BEGIN Given records

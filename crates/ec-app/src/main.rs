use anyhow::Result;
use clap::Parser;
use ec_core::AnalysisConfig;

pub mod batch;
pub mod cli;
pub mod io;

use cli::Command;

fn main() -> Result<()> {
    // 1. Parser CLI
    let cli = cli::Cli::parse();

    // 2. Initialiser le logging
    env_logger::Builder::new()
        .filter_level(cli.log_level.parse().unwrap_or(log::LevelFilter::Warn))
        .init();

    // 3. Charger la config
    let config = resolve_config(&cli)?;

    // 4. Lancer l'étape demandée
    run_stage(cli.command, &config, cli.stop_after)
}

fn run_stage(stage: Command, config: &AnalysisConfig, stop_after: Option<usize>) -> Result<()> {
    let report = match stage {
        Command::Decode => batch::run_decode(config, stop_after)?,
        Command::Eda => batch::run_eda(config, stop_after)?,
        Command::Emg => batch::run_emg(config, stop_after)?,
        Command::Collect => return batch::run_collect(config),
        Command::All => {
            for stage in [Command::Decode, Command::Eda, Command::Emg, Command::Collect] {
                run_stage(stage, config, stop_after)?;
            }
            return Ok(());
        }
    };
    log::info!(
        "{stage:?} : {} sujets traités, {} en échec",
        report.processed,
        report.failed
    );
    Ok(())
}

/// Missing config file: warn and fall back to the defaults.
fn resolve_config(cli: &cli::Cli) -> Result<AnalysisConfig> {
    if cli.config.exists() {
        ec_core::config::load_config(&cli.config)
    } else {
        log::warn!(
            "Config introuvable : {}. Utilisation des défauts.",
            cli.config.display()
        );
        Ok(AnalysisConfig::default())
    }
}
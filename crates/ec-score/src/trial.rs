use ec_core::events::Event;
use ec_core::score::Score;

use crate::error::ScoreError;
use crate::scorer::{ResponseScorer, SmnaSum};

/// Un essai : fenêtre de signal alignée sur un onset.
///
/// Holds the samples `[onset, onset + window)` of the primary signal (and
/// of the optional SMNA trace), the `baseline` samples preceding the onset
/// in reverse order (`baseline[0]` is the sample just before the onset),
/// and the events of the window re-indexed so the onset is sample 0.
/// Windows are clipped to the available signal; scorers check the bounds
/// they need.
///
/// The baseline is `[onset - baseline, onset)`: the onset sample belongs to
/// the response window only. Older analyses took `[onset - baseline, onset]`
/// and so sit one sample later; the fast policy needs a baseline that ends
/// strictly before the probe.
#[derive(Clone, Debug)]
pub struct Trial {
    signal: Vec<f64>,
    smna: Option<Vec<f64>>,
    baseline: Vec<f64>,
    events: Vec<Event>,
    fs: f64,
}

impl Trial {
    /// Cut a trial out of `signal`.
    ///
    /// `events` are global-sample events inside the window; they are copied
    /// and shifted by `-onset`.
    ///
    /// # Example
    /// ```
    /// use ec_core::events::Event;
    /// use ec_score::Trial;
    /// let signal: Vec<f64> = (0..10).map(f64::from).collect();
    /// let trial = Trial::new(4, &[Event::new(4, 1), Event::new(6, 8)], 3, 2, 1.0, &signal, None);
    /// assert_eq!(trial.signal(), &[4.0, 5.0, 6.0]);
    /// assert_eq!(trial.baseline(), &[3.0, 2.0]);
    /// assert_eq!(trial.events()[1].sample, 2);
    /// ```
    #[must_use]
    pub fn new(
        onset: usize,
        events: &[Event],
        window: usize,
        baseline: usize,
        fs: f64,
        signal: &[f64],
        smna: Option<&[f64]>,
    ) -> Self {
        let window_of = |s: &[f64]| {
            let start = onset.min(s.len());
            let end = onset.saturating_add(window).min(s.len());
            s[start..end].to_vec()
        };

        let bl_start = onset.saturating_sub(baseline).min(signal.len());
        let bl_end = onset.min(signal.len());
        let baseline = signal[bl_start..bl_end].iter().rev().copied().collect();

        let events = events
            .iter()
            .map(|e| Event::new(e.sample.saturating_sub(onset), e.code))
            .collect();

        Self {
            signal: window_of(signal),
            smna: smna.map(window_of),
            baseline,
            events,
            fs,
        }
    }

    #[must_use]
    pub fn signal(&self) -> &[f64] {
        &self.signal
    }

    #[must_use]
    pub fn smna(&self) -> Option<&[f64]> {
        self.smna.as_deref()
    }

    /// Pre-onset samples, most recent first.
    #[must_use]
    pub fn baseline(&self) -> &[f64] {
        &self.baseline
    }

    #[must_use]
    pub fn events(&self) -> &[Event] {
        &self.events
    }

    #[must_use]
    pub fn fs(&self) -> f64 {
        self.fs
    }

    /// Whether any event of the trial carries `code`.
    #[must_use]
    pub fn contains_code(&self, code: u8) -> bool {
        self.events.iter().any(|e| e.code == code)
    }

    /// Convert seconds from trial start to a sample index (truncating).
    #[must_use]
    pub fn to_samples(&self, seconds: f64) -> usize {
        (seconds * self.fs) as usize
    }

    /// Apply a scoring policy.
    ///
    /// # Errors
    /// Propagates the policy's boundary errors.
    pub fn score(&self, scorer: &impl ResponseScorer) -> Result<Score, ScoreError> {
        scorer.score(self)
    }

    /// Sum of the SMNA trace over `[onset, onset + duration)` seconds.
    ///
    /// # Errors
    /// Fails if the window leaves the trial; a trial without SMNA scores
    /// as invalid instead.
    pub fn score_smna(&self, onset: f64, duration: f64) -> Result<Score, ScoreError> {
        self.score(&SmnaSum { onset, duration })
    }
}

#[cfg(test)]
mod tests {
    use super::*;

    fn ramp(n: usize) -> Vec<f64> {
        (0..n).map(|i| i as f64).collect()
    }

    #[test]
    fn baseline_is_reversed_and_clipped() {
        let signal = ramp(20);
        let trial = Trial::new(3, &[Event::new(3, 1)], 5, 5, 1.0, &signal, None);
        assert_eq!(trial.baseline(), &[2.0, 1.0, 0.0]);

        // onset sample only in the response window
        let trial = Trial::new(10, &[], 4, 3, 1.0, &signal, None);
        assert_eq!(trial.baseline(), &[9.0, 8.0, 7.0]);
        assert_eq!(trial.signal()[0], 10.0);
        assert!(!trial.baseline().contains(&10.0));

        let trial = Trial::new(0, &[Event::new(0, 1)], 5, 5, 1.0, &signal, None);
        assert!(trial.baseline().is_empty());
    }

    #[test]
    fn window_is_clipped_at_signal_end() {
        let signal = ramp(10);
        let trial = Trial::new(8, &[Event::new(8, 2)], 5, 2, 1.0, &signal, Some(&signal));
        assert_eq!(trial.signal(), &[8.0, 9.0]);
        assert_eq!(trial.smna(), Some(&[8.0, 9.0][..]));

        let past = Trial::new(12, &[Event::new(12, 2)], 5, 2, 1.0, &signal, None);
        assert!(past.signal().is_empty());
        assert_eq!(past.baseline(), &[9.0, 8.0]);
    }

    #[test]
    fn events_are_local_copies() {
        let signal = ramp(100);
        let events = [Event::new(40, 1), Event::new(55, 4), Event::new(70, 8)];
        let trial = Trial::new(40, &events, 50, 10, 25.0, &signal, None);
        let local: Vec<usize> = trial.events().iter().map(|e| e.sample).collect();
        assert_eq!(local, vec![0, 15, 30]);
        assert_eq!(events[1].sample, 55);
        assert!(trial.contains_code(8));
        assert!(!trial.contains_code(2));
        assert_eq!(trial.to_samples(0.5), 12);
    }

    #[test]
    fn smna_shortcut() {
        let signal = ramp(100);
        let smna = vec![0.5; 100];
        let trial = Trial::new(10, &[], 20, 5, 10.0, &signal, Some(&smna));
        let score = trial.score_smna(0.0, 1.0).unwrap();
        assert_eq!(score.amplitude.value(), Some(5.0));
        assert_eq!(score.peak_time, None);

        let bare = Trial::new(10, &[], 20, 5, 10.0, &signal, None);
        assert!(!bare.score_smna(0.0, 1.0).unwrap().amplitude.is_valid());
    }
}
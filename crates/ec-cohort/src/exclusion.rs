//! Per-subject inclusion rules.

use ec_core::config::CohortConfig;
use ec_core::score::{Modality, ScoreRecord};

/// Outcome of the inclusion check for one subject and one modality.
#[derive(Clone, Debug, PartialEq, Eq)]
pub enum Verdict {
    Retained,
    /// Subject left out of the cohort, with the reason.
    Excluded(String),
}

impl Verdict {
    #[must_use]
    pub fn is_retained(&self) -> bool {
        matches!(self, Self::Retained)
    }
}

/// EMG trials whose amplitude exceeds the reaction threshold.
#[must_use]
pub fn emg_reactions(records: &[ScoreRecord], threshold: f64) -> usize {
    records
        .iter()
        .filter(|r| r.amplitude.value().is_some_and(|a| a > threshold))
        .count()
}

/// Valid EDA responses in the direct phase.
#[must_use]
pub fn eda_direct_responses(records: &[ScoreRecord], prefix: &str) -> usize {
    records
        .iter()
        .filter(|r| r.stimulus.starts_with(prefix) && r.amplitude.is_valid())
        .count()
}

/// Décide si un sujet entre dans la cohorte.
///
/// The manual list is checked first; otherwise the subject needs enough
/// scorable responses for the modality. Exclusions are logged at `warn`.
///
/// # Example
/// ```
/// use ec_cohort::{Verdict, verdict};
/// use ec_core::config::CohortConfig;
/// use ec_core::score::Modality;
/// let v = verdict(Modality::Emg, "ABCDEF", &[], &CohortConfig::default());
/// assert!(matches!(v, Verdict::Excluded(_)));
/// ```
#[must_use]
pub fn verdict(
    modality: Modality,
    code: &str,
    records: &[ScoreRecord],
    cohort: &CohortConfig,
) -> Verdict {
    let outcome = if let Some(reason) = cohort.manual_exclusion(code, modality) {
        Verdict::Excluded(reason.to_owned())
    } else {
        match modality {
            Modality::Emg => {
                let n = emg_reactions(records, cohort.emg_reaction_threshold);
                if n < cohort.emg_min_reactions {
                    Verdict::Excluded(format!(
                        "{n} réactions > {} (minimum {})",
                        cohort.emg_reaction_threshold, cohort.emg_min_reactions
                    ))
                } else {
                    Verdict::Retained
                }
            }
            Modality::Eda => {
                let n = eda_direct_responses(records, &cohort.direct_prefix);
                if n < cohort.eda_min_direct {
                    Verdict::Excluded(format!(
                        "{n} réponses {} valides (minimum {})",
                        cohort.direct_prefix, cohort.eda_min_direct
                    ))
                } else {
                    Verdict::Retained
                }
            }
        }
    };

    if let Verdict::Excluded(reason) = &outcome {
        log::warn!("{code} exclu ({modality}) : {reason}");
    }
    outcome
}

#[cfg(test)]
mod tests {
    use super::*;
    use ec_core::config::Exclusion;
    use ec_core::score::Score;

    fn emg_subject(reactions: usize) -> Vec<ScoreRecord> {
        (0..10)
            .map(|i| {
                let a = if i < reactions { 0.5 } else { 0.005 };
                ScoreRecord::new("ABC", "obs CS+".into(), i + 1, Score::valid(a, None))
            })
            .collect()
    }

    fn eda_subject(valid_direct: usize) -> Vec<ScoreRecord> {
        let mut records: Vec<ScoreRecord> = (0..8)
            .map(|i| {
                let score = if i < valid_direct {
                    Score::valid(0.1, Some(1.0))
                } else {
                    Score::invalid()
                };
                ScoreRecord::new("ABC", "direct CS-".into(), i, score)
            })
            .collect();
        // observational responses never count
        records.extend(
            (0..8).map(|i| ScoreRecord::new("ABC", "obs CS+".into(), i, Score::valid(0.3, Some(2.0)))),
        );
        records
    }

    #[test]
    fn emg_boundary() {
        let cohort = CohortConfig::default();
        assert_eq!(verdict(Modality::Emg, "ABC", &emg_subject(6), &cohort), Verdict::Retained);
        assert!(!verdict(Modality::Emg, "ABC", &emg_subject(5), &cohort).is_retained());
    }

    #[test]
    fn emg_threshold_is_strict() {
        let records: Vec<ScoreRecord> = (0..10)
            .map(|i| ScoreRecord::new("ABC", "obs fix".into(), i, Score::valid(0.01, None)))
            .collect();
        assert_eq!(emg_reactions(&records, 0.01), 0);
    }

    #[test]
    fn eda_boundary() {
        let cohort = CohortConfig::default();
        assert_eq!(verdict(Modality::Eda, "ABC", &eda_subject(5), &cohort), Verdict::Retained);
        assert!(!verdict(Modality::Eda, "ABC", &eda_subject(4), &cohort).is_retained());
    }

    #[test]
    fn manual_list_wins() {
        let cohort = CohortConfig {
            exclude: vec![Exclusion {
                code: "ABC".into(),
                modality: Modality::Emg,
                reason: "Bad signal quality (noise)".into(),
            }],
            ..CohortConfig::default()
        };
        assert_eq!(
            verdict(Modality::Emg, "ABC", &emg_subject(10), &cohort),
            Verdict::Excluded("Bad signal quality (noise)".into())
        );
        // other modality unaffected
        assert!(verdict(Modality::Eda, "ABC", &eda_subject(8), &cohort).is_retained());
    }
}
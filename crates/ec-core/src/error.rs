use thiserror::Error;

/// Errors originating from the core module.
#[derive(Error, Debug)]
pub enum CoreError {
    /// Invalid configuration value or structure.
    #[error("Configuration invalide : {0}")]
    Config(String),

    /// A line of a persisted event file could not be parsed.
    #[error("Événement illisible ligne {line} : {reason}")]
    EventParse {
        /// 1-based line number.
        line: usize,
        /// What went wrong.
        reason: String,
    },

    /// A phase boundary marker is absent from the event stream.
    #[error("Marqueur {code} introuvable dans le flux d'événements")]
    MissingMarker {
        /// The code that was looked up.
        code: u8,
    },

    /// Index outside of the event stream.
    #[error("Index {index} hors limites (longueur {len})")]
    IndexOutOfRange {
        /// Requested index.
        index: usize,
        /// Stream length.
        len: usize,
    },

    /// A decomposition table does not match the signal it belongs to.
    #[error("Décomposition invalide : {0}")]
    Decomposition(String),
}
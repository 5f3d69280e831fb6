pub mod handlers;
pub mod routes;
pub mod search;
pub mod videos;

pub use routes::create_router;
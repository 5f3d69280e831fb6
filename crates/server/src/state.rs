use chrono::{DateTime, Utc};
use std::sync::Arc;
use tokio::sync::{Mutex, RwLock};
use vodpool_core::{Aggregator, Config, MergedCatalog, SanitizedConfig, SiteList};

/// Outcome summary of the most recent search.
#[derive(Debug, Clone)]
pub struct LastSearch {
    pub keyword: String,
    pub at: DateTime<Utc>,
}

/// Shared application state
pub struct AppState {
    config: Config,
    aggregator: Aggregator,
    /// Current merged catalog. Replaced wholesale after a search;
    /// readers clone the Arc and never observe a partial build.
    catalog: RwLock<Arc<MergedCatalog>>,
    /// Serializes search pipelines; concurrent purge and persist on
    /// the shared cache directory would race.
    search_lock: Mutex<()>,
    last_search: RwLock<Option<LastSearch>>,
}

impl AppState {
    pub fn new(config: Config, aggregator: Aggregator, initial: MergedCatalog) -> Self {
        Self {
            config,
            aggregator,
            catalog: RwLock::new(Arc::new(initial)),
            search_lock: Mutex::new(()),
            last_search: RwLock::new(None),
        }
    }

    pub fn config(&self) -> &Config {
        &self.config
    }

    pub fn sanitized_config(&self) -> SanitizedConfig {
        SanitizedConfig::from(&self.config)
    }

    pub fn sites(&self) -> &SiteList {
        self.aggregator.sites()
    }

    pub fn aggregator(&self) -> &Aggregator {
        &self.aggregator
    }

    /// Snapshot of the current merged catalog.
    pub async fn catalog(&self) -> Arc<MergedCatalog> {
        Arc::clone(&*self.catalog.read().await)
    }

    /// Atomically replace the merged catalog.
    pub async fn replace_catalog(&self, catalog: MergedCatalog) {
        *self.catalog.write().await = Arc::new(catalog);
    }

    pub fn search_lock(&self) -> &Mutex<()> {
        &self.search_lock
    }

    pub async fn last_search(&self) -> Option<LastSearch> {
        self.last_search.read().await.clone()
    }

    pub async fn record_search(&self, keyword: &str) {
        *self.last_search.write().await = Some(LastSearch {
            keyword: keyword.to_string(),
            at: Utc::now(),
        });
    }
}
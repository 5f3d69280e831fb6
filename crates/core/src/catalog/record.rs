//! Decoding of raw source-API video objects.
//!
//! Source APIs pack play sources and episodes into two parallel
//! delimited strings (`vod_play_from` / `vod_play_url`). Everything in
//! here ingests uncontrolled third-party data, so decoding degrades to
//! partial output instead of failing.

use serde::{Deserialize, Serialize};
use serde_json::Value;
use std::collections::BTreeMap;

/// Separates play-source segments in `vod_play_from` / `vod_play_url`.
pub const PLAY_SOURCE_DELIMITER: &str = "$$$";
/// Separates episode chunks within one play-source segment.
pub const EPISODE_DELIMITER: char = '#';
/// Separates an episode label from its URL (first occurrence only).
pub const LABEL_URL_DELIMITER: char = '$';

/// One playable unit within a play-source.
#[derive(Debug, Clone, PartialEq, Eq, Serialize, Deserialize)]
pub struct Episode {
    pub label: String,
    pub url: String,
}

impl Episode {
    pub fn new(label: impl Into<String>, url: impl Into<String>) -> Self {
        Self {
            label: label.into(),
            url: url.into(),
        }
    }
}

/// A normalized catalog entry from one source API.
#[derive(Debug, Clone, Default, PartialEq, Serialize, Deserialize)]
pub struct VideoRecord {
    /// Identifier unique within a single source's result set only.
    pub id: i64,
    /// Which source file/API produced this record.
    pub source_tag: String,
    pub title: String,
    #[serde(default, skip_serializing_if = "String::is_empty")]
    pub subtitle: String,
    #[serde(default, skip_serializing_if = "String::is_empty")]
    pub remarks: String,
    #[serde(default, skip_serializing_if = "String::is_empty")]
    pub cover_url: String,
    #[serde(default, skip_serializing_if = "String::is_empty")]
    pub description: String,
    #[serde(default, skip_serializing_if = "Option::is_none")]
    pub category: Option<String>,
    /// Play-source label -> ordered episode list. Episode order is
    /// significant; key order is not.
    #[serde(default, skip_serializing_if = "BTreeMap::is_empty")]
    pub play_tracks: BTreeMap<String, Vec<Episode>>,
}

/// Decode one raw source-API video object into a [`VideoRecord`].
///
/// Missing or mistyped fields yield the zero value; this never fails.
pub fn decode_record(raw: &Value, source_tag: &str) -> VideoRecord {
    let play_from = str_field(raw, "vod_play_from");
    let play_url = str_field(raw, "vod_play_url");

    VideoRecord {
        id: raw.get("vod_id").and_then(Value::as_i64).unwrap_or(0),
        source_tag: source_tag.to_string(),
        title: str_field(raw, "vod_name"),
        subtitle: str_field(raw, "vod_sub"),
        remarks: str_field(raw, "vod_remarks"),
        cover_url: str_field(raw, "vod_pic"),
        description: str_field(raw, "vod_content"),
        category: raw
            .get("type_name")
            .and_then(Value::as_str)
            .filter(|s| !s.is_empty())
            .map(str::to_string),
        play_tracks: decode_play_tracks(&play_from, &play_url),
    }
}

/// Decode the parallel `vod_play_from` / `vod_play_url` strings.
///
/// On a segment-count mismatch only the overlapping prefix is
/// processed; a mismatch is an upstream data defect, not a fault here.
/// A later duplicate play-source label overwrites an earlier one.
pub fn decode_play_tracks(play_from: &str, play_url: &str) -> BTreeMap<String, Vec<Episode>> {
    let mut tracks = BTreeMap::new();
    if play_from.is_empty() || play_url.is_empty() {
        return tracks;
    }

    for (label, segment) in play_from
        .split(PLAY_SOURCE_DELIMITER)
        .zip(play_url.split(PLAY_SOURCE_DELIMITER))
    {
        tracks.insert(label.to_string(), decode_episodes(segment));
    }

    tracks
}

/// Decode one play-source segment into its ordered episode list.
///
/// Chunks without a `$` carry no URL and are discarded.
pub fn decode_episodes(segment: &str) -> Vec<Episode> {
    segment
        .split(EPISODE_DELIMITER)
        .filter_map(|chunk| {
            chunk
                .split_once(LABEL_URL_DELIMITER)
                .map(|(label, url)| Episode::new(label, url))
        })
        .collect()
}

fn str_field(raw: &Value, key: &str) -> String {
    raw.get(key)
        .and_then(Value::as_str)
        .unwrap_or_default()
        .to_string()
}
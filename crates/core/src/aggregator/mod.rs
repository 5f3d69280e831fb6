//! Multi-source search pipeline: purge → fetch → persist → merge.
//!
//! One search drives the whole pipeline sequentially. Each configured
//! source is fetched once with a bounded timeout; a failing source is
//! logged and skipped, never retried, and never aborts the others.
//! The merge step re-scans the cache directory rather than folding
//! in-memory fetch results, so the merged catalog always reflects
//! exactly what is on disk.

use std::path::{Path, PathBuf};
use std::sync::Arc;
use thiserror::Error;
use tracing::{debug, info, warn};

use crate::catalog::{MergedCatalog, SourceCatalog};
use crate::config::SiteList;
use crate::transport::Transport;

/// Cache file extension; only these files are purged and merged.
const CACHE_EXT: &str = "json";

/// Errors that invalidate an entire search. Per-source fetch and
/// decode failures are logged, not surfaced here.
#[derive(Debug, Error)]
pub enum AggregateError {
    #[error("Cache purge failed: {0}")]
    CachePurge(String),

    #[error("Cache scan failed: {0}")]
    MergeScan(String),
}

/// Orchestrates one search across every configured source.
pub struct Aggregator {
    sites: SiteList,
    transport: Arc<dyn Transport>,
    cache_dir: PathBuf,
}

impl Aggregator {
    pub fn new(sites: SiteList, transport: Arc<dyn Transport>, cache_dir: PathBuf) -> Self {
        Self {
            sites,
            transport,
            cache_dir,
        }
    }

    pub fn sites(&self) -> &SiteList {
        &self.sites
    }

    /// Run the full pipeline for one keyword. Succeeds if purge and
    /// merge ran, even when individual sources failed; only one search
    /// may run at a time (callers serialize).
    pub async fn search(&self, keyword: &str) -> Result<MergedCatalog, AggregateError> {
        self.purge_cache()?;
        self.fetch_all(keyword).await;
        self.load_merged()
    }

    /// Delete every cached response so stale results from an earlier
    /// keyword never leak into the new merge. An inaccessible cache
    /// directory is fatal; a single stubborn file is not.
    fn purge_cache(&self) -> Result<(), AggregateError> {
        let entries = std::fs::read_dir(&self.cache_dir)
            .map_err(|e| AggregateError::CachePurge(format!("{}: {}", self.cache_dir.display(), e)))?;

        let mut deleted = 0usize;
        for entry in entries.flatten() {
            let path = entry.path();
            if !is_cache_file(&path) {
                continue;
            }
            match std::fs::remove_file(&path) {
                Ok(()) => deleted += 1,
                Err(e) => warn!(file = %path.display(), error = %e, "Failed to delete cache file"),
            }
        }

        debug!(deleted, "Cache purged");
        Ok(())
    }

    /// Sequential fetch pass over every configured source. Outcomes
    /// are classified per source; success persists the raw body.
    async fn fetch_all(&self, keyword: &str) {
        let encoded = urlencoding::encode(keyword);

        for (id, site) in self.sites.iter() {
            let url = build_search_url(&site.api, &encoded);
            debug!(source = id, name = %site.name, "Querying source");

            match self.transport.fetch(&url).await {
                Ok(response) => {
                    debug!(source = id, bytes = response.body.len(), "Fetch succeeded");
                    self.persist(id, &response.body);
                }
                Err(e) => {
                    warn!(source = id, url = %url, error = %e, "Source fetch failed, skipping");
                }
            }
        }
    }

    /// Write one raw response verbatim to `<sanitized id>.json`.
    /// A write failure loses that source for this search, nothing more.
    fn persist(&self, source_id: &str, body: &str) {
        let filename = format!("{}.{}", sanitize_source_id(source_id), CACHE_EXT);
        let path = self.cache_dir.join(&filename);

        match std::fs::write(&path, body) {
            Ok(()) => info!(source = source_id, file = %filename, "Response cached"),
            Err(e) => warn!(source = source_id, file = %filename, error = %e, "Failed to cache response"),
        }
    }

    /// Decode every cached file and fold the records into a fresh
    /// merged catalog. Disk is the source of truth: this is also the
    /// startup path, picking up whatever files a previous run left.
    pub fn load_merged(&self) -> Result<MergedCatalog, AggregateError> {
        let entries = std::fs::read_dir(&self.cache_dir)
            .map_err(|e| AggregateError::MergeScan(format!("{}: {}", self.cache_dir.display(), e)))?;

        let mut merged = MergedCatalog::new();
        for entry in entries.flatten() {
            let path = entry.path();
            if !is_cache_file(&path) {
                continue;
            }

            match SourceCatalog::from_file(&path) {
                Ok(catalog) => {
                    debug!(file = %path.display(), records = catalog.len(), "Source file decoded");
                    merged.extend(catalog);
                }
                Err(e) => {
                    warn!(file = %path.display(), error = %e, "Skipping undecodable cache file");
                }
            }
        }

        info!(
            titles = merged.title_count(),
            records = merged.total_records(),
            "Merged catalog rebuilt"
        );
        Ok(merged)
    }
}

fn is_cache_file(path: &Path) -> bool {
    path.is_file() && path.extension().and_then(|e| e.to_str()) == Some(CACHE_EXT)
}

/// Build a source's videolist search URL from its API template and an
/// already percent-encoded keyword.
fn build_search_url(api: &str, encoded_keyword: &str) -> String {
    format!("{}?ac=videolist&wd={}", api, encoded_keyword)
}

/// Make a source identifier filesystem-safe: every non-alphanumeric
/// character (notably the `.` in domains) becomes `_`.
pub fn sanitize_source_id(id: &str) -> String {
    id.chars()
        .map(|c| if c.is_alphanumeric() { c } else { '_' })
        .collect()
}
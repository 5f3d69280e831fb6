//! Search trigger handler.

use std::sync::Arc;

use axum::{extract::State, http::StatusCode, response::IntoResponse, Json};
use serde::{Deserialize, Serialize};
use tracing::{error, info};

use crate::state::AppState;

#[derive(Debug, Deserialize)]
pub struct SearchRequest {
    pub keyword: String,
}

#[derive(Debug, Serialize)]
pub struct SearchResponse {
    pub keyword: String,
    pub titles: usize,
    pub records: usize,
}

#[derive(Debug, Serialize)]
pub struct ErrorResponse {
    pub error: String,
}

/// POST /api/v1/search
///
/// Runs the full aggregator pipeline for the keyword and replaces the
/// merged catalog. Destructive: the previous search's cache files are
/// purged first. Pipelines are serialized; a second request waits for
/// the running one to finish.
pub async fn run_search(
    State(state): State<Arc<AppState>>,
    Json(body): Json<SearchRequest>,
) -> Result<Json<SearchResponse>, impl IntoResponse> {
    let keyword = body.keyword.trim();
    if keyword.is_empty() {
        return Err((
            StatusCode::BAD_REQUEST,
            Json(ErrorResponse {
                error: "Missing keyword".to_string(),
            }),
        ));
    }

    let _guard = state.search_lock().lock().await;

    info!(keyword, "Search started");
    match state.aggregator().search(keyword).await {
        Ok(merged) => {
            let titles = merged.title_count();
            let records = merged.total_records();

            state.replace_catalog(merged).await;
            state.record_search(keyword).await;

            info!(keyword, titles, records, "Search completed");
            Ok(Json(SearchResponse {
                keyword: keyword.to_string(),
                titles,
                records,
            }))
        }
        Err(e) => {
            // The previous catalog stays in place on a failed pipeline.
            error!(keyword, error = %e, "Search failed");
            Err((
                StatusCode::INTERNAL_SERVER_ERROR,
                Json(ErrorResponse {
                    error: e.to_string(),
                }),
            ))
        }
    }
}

END Given records

Task details: Check every line above for the string "CachePurge" and copy those that have it.

Response box:
    CachePurge(String),
            .map_err(|e| AggregateError::CachePurge(format!("{}: {}", self.cache_dir.display(), e)))?;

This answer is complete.